Write out, word for word, the part of the listing below that opens with the line containing "so routes resolve" and closes with the line containing "does not parse", keeping both of those lines and adding no others.

Data provided:
......

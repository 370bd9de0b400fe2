//! Command-line interface for docstore-loadtest
//!
//! # Usage Examples
//!
//! ## Run a load test
//! ```bash
//! # Defaults: 2400 users, 20 iterations each, 100 collections, 10% shared docs
//! docstore-loadtest run
//!
//! # Parameters from a file, overridden on the command line
//! docstore-loadtest run --config loadtest.toml --users 100 --seed 7
//! ```
//!
//! ## Inspect results
//! ```bash
//! docstore-loadtest report metrics.json
//! ```
//!
//! Set `RUST_LOG=loadtest_engine=debug` to follow every user's progress.

use clap::{Parser, Subcommand};
use docstore_loadtest::{run_load_test, run_report, ReportArgs, RunArgs};

#[derive(Parser)]
#[command(name = "docstore-loadtest")]
#[command(about = "Concurrent load generator for document stores")]
#[command(long_about = None)]
struct Cli {
    #[command(subcommand)]
    command: Commands,
}

#[derive(Subcommand)]
enum Commands {
    /// Simulate concurrent users against the backend and save latency metrics
    Run {
        #[command(flatten)]
        args: RunArgs,
    },

    /// Summarize a metrics file written by `run`
    Report {
        #[command(flatten)]
        args: ReportArgs,
    },
}

#[tokio::main(flavor = "current_thread")]
async fn main() -> anyhow::Result<()> {
    if let Err(e) = run().await {
        eprintln!("Error: {e:#}");
        std::process::exit(1);
    }
    Ok(())
}

async fn run() -> anyhow::Result<()> {
    // Initialize tracing
    tracing_subscriber::fmt()
        .with_env_filter(tracing_subscriber::EnvFilter::from_default_env())
        .init();

    let cli = Cli::parse();

    match cli.command {
        Commands::Run { args } => {
            run_load_test(args).await?;
        }
        Commands::Report { args } => {
            run_report(&args)?;
        }
    }

    Ok(())
}
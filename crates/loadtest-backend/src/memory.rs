//! In-process document store with simulated latency and fault injection.

use crate::backend::DocumentBackend;
use crate::document::{merge_fields, resolve_server_timestamps, DocumentSnapshot, Fields};
use crate::error::BackendError;
use async_trait::async_trait;
use chrono::Utc;
use rand::Rng;
use std::collections::HashMap;
use std::time::Duration;
use tokio::sync::RwLock;
use tracing::trace;

/// Range of artificial latency added to every call.
#[derive(Debug, Clone, Copy, PartialEq)]
pub struct SimulatedLatency {
    pub min: Duration,
    pub max: Duration,
}

impl SimulatedLatency {
    /// Latency drawn uniformly from `[min, max]`.
    pub fn new(min: Duration, max: Duration) -> Self {
        if min <= max {
            Self { min, max }
        } else {
            Self { min: max, max: min }
        }
    }

    fn sample(&self) -> Duration {
        if self.min == self.max {
            return self.min;
        }
        let secs = rand::rng().random_range(self.min.as_secs_f64()..=self.max.as_secs_f64());
        Duration::from_secs_f64(secs)
    }
}

/// Probability that a call fails, per operation kind.
#[derive(Debug, Clone, Copy, PartialEq, Default)]
pub struct FaultConfig {
    /// Probability in `[0, 1]` that a write is rejected.
    pub write_failure_rate: f64,
    /// Probability in `[0, 1]` that a read is rejected.
    pub read_failure_rate: f64,
}

impl FaultConfig {
    fn trial(rate: f64) -> bool {
        if rate <= 0.0 {
            false
        } else if rate >= 1.0 {
            true
        } else {
            rand::rng().random_bool(rate)
        }
    }
}

type DocumentKey = (String, String);

/// Document store held in memory.
///
/// Writes follow merge semantics and resolve server timestamp placeholders
/// with the wall clock at the time of the write.
#[derive(Debug, Default)]
pub struct MemoryBackend {
    documents: RwLock<HashMap<DocumentKey, Fields>>,
    latency: Option<SimulatedLatency>,
    faults: FaultConfig,
}

impl MemoryBackend {
    /// Create an empty backend with no latency and no faults.
    pub fn new() -> Self {
        Self::default()
    }

    /// Add artificial latency to every call.
    pub fn with_latency(mut self, latency: SimulatedLatency) -> Self {
        self.latency = Some(latency);
        self
    }

    /// Inject random failures.
    pub fn with_faults(mut self, faults: FaultConfig) -> Self {
        self.faults = faults;
        self
    }

    /// Fetch a stored document without latency or fault injection.
    pub async fn document(&self, collection: &str, doc_id: &str) -> Option<Fields> {
        self.documents
            .read()
            .await
            .get(&(collection.to_string(), doc_id.to_string()))
            .cloned()
    }

    /// Number of stored documents.
    pub async fn len(&self) -> usize {
        self.documents.read().await.len()
    }

    /// Whether no documents are stored.
    pub async fn is_empty(&self) -> bool {
        self.documents.read().await.is_empty()
    }

    async fn delay(&self) {
        if let Some(latency) = self.latency {
            let pause = latency.sample();
            if !pause.is_zero() {
                tokio::time::sleep(pause).await;
            }
        }
    }
}

#[async_trait]
impl DocumentBackend for MemoryBackend {
    fn name(&self) -> &'static str {
        "memory"
    }

    async fn write(
        &self,
        collection: &str,
        doc_id: &str,
        mut fields: Fields,
    ) -> Result<(), BackendError> {
        self.delay().await;

        if FaultConfig::trial(self.faults.write_failure_rate) {
            return Err(BackendError::write(collection, doc_id, "injected fault"));
        }

        resolve_server_timestamps(&mut fields, Utc::now());

        let mut documents = self.documents.write().await;
        let stored = documents
            .entry((collection.to_string(), doc_id.to_string()))
            .or_default();
        merge_fields(stored, fields);
        trace!("Stored {}/{} ({} fields)", collection, doc_id, stored.len());

        Ok(())
    }

    async fn read(&self, collection: &str, doc_id: &str) -> Result<DocumentSnapshot, BackendError> {
        self.delay().await;

        if FaultConfig::trial(self.faults.read_failure_rate) {
            return Err(BackendError::read(collection, doc_id, "injected fault"));
        }

        let documents = self.documents.read().await;
        Ok(documents
            .get(&(collection.to_string(), doc_id.to_string()))
            .cloned()
            .map(DocumentSnapshot::found)
            .unwrap_or_else(DocumentSnapshot::missing))
    }
}
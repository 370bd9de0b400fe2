//! Error types for document backends.

use thiserror::Error;

/// Errors a backend can report for a single operation.
#[derive(Error, Debug, Clone, PartialEq, Eq)]
pub enum BackendError {
    /// The backend rejected or timed out a write.
    #[error("write to {collection}/{doc_id} failed: {reason}")]
    Write {
        collection: String,
        doc_id: String,
        reason: String,
    },

    /// The backend rejected or timed out a read.
    #[error("read of {collection}/{doc_id} failed: {reason}")]
    Read {
        collection: String,
        doc_id: String,
        reason: String,
    },
}

impl BackendError {
    /// Build a write failure for the given document.
    pub fn write(collection: &str, doc_id: &str, reason: impl Into<String>) -> Self {
        BackendError::Write {
            collection: collection.to_string(),
            doc_id: doc_id.to_string(),
            reason: reason.into(),
        }
    }

    /// Build a read failure for the given document.
    pub fn read(collection: &str, doc_id: &str, reason: impl Into<String>) -> Self {
        BackendError::Read {
            collection: collection.to_string(),
            doc_id: doc_id.to_string(),
            reason: reason.into(),
        }
    }
}
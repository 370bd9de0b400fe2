//! Report command: render a persisted metrics file.

use anyhow::Context;
use loadtest_metrics::{format_summary, format_table, load_report};

use super::ReportArgs;

/// Load a metrics file and print its summary and latency table.
pub fn run_report(args: &ReportArgs) -> anyhow::Result<String> {
    if !args.outlier_threshold.is_finite() || args.outlier_threshold < 0.0 {
        anyhow::bail!(
            "--outlier-threshold must be finite and non-negative, got {}",
            args.outlier_threshold
        );
    }

    let report = load_report(&args.input)
        .with_context(|| format!("Failed to load metrics from {:?}", args.input))?;

    let mut output = format_summary(&report);
    output.push('\n');
    output.push_str(&format_table(&report, args.outlier_threshold));

    println!("{output}");
    Ok(output)
}
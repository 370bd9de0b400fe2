//! Load testing integration tests.
//!
//! These tests drive the `run` and `report` command handlers end to end
//! against the in-process simulated backend:
//! 1. Resolve parameters from defaults, config files and flags
//! 2. Run the simulated users to completion
//! 3. Persist the metrics file and read it back through `report`

mod report_command;
mod run_command;
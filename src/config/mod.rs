//! Run configuration sources.

pub mod duration;
pub mod file;

pub use duration::{parse_duration_range, parse_duration_secs};
pub use file::ConfigFile;
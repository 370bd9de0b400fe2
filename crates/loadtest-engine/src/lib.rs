//! Load generation engine for document stores.
//!
//! A run drives `users` simulated users concurrently against a
//! [`DocumentBackend`](loadtest_backend::DocumentBackend). Each user walks
//! through `iterations_per_user` iterations; every iteration asks the
//! [`OperationPolicy`] for a target, performs a timed merge-write on two out
//! of every five iterations, always performs a timed read, and paces itself
//! with random delays. Samples flow into a shared
//! [`MetricsRecorder`](loadtest_metrics::MetricsRecorder).
//!
//! # Example
//!
//! ```ignore
//! use loadtest_backend::MemoryBackend;
//! use loadtest_engine::{LoadTestDriver, RunParams};
//! use std::sync::Arc;
//!
//! let params = RunParams::default().with_users(100).with_iterations_per_user(10);
//! let driver = LoadTestDriver::new(params, Arc::new(MemoryBackend::new()))?;
//! let outcome = driver.run().await;
//! println!("{}", loadtest_metrics::format_summary(&outcome.report));
//! ```

pub mod config;
pub mod driver;
pub mod error;
pub mod policy;
pub mod simulator;

pub use config::{DelayRange, RunParams};
pub use driver::{LoadTestDriver, RunOutcome};
pub use error::ConfigError;
pub use policy::{
    collection_name, is_write_iteration, private_document_id, shared_document_id,
    DocumentTarget, OperationPlan, OperationPolicy, SHARED_DOC_POOL_SIZE,
};
pub use simulator::{build_payload, user_rng, SimulatorState, UserSimulator};
impl<C> ClientBuilder<C> {
    /// Set the credentials.
    #[must_use]
    pub fn credentials(mut self, credentials: Credentials) -> Self {
        self.credentials = Some(credentials);
        self
    }

    /// Set the API base URL.
    #[must_use]
    pub fn base_url(mut self, url: impl Into<String>) -> Self {
        self.base_url = url.into();
        self
    }

    /// Set the bearer token exchange URL.
    #[must_use]
    pub fn token_url(mut self, url: impl Into<String>) -> Self {
        self.token_url = url.into();
        self
    }

    /// Set the `User-Agent` header value.
    #[must_use]
    pub fn user_agent(mut self, user_agent: impl Into<String>) -> Self {
        self.user_agent = user_agent.into();
        self
    }

    /// Use another transport.
    #[must_use]
    pub fn transport<T>(self, transport: T) -> ClientBuilder<T> {
        ClientBuilder {
            credentials: self.credentials,
            base_url: self.base_url,
            token_url: self.token_url,
            user_agent: self.user_agent,
            transport: Some(transport),
        }
    }
}

impl<C: HttpClient + Default> ClientBuilder<C> {
    /// Build the client.
    ///
    /// A base URL without a trailing `/` gets one, so routes resolve
    /// below it.
    ///
    /// # Errors
    ///
    /// - [`Error::Configuration`] if no credentials were set
    /// - [`Error::InvalidUrl`] if a URL does not parse
    pub fn build(self) -> Result<Client<C>> {
        let credentials = self
            .credentials
            .ok_or_else(|| Error::configuration("credentials must be provided"))?;

        let mut base_url = self.base_url;
        if !base_url.ends_with('/') {
            base_url.push('/');
        }

        Ok(Client {
            transport: Arc::new(self.transport.unwrap_or_default()),
            credentials: Arc::new(credentials),
            base_url: Url::parse(&base_url)?,
            token_url: Url::parse(&self.token_url)?,
            user_agent: self.user_agent.into(),
            auth_override: None,
        })
    }
}
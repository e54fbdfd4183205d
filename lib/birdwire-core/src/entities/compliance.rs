use chrono::{DateTime, Utc};
use derive_more::Display;
use serde::{Deserialize, Serialize};

/// What a compliance job checks.
#[derive(Debug, Clone, Copy, Default, PartialEq, Eq, Hash, Display, Serialize, Deserialize)]
#[serde(rename_all = "lowercase")]
pub enum ComplianceJobKind {
    /// Tweet ids.
    #[default]
    #[display("tweets")]
    Tweets,
    /// User ids.
    #[display("users")]
    Users,
}

/// A batch compliance job.
#[derive(Debug, Clone, Default, PartialEq, Eq, Serialize, Deserialize)]
#[serde(default)]
pub struct ComplianceJob {
    /// Job id.
    pub id: String,
    /// `created`, `in_progress`, `failed`, `complete`, `expired`.
    pub status: String,
    /// Job kind.
    #[serde(rename = "type")]
    pub kind: ComplianceJobKind,
    /// Optional name.
    pub name: Option<String>,
    /// Whether the upload can be resumed.
    pub resumable: Option<bool>,
    /// Where to upload the ids.
    pub upload_url: Option<String>,
    /// Where to download results.
    pub download_url: Option<String>,
    /// Creation time.
    pub created_at: Option<DateTime<Utc>>,
    /// Upload URL expiry.
    pub upload_expires_at: Option<DateTime<Utc>>,
    /// Download URL expiry.
    pub download_expires_at: Option<DateTime<Utc>>,
}
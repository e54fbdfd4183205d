//! User endpoints: lookup, follows, blocks and mutes.

use birdwire_core::entities::{ActionStatus, User};
use birdwire_core::{
    AuthMode, Cursor, EndpointSpec, Envelope, HttpClient, Method, Params, PathTemplate, Result,
};

use crate::client::{Client, Page};

const USER_PARAMS: &[&str] = &["expansions", "tweet.fields", "user.fields"];

const USER_PAGE_PARAMS: &[&str] = &[
    "expansions",
    "max_results",
    "pagination_token",
    "tweet.fields",
    "user.fields",
];

/// `GET users/{id}`
pub const USER: EndpointSpec = EndpointSpec::new(
    "user",
    Method::Get,
    PathTemplate::new("users/{id}"),
    USER_PARAMS,
    AuthMode::Unset,
);

/// `GET users`
pub const USERS: EndpointSpec = EndpointSpec::new(
    "users",
    Method::Get,
    PathTemplate::new("users"),
    &["expansions", "ids", "tweet.fields", "user.fields"],
    AuthMode::Unset,
);

/// `GET users/by/username/{username}`
pub const USER_BY_USERNAME: EndpointSpec = EndpointSpec::new(
    "user_by_username",
    Method::Get,
    PathTemplate::new("users/by/username/{username}"),
    USER_PARAMS,
    AuthMode::Unset,
);

/// `GET users/by`
pub const USERS_BY_USERNAMES: EndpointSpec = EndpointSpec::new(
    "users_by_usernames",
    Method::Get,
    PathTemplate::new("users/by"),
    &["expansions", "tweet.fields", "user.fields", "usernames"],
    AuthMode::Unset,
);

/// `GET users/me`
pub const ME: EndpointSpec = EndpointSpec::new(
    "me",
    Method::Get,
    PathTemplate::new("users/me"),
    USER_PARAMS,
    AuthMode::UserContext,
);

/// `GET users/{id}/followers`
pub const FOLLOWERS: EndpointSpec = EndpointSpec::new(
    "followers",
    Method::Get,
    PathTemplate::new("users/{id}/followers"),
    USER_PAGE_PARAMS,
    AuthMode::Unset,
)
.paginated(Cursor::PaginationToken);

/// `GET users/{id}/following`
pub const FOLLOWING: EndpointSpec = EndpointSpec::new(
    "following",
    Method::Get,
    PathTemplate::new("users/{id}/following"),
    USER_PAGE_PARAMS,
    AuthMode::Unset,
)
.paginated(Cursor::PaginationToken);

/// `POST users/{id}/following`
pub const FOLLOW: EndpointSpec = EndpointSpec::new(
    "follow",
    Method::Post,
    PathTemplate::new("users/{id}/following"),
    &["target_user_id"],
    AuthMode::UserContext,
);

/// `DELETE users/{source_user_id}/following/{target_user_id}`
pub const UNFOLLOW: EndpointSpec = EndpointSpec::new(
    "unfollow",
    Method::Delete,
    PathTemplate::new("users/{source_user_id}/following/{target_user_id}"),
    &[],
    AuthMode::UserContext,
);

/// `GET users/{id}/blocking`
pub const BLOCKING: EndpointSpec = EndpointSpec::new(
    "blocking",
    Method::Get,
    PathTemplate::new("users/{id}/blocking"),
    USER_PAGE_PARAMS,
    AuthMode::UserContext,
)
.paginated(Cursor::PaginationToken);

/// `POST users/{id}/blocking`
pub const BLOCK: EndpointSpec = EndpointSpec::new(
    "block",
    Method::Post,
    PathTemplate::new("users/{id}/blocking"),
    &["target_user_id"],
    AuthMode::UserContext,
);

/// `DELETE users/{source_user_id}/blocking/{target_user_id}`
pub const UNBLOCK: EndpointSpec = EndpointSpec::new(
    "unblock",
    Method::Delete,
    PathTemplate::new("users/{source_user_id}/blocking/{target_user_id}"),
    &[],
    AuthMode::UserContext,
);

/// `GET users/{id}/muting`
pub const MUTING: EndpointSpec = EndpointSpec::new(
    "muting",
    Method::Get,
    PathTemplate::new("users/{id}/muting"),
    USER_PAGE_PARAMS,
    AuthMode::UserContext,
)
.paginated(Cursor::PaginationToken);

/// `POST users/{id}/muting`
pub const MUTE: EndpointSpec = EndpointSpec::new(
    "mute",
    Method::Post,
    PathTemplate::new("users/{id}/muting"),
    &["target_user_id"],
    AuthMode::UserContext,
);

/// `DELETE users/{source_user_id}/muting/{target_user_id}`
pub const UNMUTE: EndpointSpec = EndpointSpec::new(
    "unmute",
    Method::Delete,
    PathTemplate::new("users/{source_user_id}/muting/{target_user_id}"),
    &[],
    AuthMode::UserContext,
);

impl<C: HttpClient> Client<C> {
    /// A user by id.
    pub async fn user(&self, id: &str, params: Params) -> Result<Envelope<User>> {
        self.call(&USER, &[id], &params).await
    }

    /// Users by ids (up to 100).
    pub async fn users(&self, ids: &[&str], params: Params) -> Result<Envelope<Vec<User>>> {
        self.call(&USERS, &[], &params.with("ids", ids.to_vec()))
            .await
    }

    /// A user by username.
    pub async fn user_by_username(&self, username: &str, params: Params) -> Result<Envelope<User>> {
        self.call(&USER_BY_USERNAME, &[username], &params).await
    }

    /// Users by usernames (up to 100).
    pub async fn users_by_usernames(
        &self,
        usernames: &[&str],
        params: Params,
    ) -> Result<Envelope<Vec<User>>> {
        self.call(
            &USERS_BY_USERNAMES,
            &[],
            &params.with("usernames", usernames.to_vec()),
        )
        .await
    }

    /// The authenticated user.
    pub async fn me(&self, params: Params) -> Result<Envelope<User>> {
        self.call(&ME, &[], &params).await
    }

    /// Followers of a user.
    pub async fn followers(&self, user_id: &str, params: Params) -> Result<Page<User, C>> {
        self.call_paged(&FOLLOWERS, &[user_id], params).await
    }

    /// Users a user follows.
    pub async fn following(&self, user_id: &str, params: Params) -> Result<Page<User, C>> {
        self.call_paged(&FOLLOWING, &[user_id], params).await
    }

    /// Follows a user; `pending_follow` is set for protected accounts.
    pub async fn follow(&self, target_user_id: &str) -> Result<Envelope<ActionStatus>> {
        let me = self.user_id()?;
        self.call(
            &FOLLOW,
            &[me],
            &Params::new().with("target_user_id", target_user_id),
        )
        .await
    }

    /// Unfollows a user.
    pub async fn unfollow(&self, target_user_id: &str) -> Result<Envelope<ActionStatus>> {
        let me = self.user_id()?;
        self.call(&UNFOLLOW, &[me, target_user_id], &Params::new())
            .await
    }

    /// Users blocked by the authenticated user.
    pub async fn blocking(&self, params: Params) -> Result<Page<User, C>> {
        let me = self.user_id()?;
        self.call_paged(&BLOCKING, &[me], params).await
    }

    /// Blocks a user.
    pub async fn block(&self, target_user_id: &str) -> Result<Envelope<ActionStatus>> {
        let me = self.user_id()?;
        self.call(
            &BLOCK,
            &[me],
            &Params::new().with("target_user_id", target_user_id),
        )
        .await
    }

    /// Unblocks a user.
    pub async fn unblock(&self, target_user_id: &str) -> Result<Envelope<ActionStatus>> {
        let me = self.user_id()?;
        self.call(&UNBLOCK, &[me, target_user_id], &Params::new())
            .await
    }

    /// Users muted by the authenticated user.
    pub async fn muting(&self, params: Params) -> Result<Page<User, C>> {
        let me = self.user_id()?;
        self.call_paged(&MUTING, &[me], params).await
    }

    /// Mutes a user.
    pub async fn mute(&self, target_user_id: &str) -> Result<Envelope<ActionStatus>> {
        let me = self.user_id()?;
        self.call(
            &MUTE,
            &[me],
            &Params::new().with("target_user_id", target_user_id),
        )
        .await
    }

    /// Unmutes a user.
    pub async fn unmute(&self, target_user_id: &str) -> Result<Envelope<ActionStatus>> {
        let me = self.user_id()?;
        self.call(&UNMUTE, &[me, target_user_id], &Params::new())
            .await
    }
}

......

Solution to the exercise:
    /// A base URL without a trailing `/` gets one, so routes resolve
    /// below it.
    ///
    /// # Errors
    ///
    /// - [`Error::Configuration`] if no credentials were set
    /// - [`Error::InvalidUrl`] if a URL does not parse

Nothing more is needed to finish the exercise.